Türk Sanayicileri ve İşadamları Derneği (TÜSİAD) Yüksek İstişare Konseyi (YİK) Toplantısı İstanbul’da düzenlendi.

Toplantının açılış konuşmasını TÜSİAD Yüksek İstişare Konseyi Başkanı Tuncay Özilhan gerçekleştirdi. Özilhan açılış konuşmasında "Referandum değişikliğine evet denmesine karşılık hayır oylarının evet oylarına yakın olması bundan sonraki süreçte değişikliğe karşı çıkanlarının endişe ve itirazlarının olabildiğince hesaba katılması gerektiğini gösterdi. 2019 yılındaki Cumhurbaşkanlığı seçimlerine kadar uyum yasaları çıkacak ve ülkemiz için yeni bir yönetim sistemine geçeceğiz. Herkesin ortak talebi olan özgürlük, refah, istikrar, huzur ve barış ortamının tesisi için başta uyum yasalarının çıkarılması olmak üzere her alanda ortak aklı, demokratik tartışmayı ve uzlaşmayı esas almak gerekiyor” diye konuştu.

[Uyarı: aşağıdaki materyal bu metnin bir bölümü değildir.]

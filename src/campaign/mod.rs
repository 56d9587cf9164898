//! The campaign draft domain: data model, wizard steps, section validation
//! and conversion to and from the API wire shape.

pub mod model;
pub mod patch;
pub mod steps;
pub mod transform;
pub mod validate;
pub mod validation;

pub use model::*;
pub use patch::*;
pub use steps::WizardStep;
pub use transform::{expiry_from, merge_remote, prepare_for_submission, MergeMode, PreparedSubmission};
pub use validation::{CompositeStatus, Section, SectionStatus, Status, ValidationStatus};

“Terörle mücadelenin ahlaki boyutu ihmal edildi”

"Liberal ekonomik model 2008’de duvara toslarken liberal demokrasi anlayışı da Suriye iç savaşı ve mülteci kriziyle beraber aynı kaderi yaşadı" diyen Özilhan,"Teröre karşı küresel mücadelede tüm dikkatler güvenlik önlemlerine çevrildi ama meselenin ahlaki boyutu ihmal edildi. Mülteci krizi batı demokrasisine duyulan hayranlığı yerle bir etti. Liberal demokratik düzenin halka eşitlik ve adalet götürmediği sadece batının emperyalist politikalarına hizmet ettiği iddiaları da güç kazandı. Eskiden bu tezi sadece Çin ve Rusya gibi batı demokrasilerine mesafeli ülkeler dile getirirdi. Şimdi çok daha sık duyuyoruz. Liberal ekonomik ve demokratik modelin dünyaya barışı refah ve saadet getirmekte göstermiş olduğu bu açık zafiyet radikal siyasetlere kapı açtı" diye konuştu.

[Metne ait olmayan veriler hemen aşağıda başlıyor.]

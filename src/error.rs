//! Application-wide error types.
//!
//! This module defines the main error type hierarchy for the application,
//! allowing for type-safe error handling throughout the codebase.

pub use crate::api::ApiError;
pub use crate::config::ConfigError;
pub use crate::state::StateError;

/// Main application error type.
///
/// This is the top-level error type that encompasses all error types
/// in the application. It uses `thiserror` for automatic error derivation
/// and conversion.
#[derive(Debug, thiserror::Error)]
pub enum AppError {
    /// Configuration-related errors
    #[error("Configuration error: {0}")]
    Config(#[from] ConfigError),

    /// Campaigns API errors
    #[error("API error: {0}")]
    Api(#[from] ApiError),

    /// State management errors
    #[error("State error: {0}")]
    State(#[from] StateError),

    /// I/O errors
    #[error("I/O error: {0}")]
    Io(#[from] std::io::Error),

    /// Draft files that are not valid JSON
    #[error("Invalid draft JSON: {0}")]
    Json(#[from] serde_json::Error),

    /// Logger initialization errors
    #[error("Logger error: {0}")]
    Logger(String),
}

/// Convenience type alias for Result with AppError
pub type AppResult<T> = Result<T, AppError>;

“Popülist liderler ülkeler arası çatışma ihtimalini güçlendirdi”

Merkez sistem siyasetlerinden ümidi kalmayan bazı seçmen kesimleri daha popülist vaatlerin sahiplerinin siyasetçilere yöneldiğini belirten Özilhan,“ Popülist liderlerin artması ülkeler arasındaki iş birliğinin yerini çatışmaya bırakması ihtimalini güçlendirdi. Ülkelerarası işbirliği yerini çatışmaya bırakırsa ne olur gayet iyi biliyoruz. 19’uncu yüzyıl sona ererken liberal yaklaşımdan milliyetçi ve otoriter yaklaşıma savrulmanın bedeli iki dünya savaşıyla ödenmişti. Bu acı tecrübeleri maalesef yaşamış olmamız bugün aynı hatayı yaşamaktan dünyayı kurtaracak temel dayanak. Nitekim son gelişmelerde bu yönde. Jeopolitik ortam yeniden görülebilir düzeye ulaşıyor. Sayın Cumhurbaşkanımızın geçen hafta katıldığı Kuşak ve Yol Forumu ülkelerarası işbirliği umutlarını güçlendiriyor. Trump yönetimi ilk yüz günü tamamlarken hayatın gerçekleri karşısında fantezilerin fantezi olarak kalmak zorunda olduğu ortaya çıkıyor. Fransa seçimleri merkez siyasete geri dönüşü işaret etti. İlaveten umudun ve yeninin karşısında eskini tutuculuğun, korku siyasetinin ve milliyetçiliğin tutunamadığını da gösterdi” ifadelerini kullandı.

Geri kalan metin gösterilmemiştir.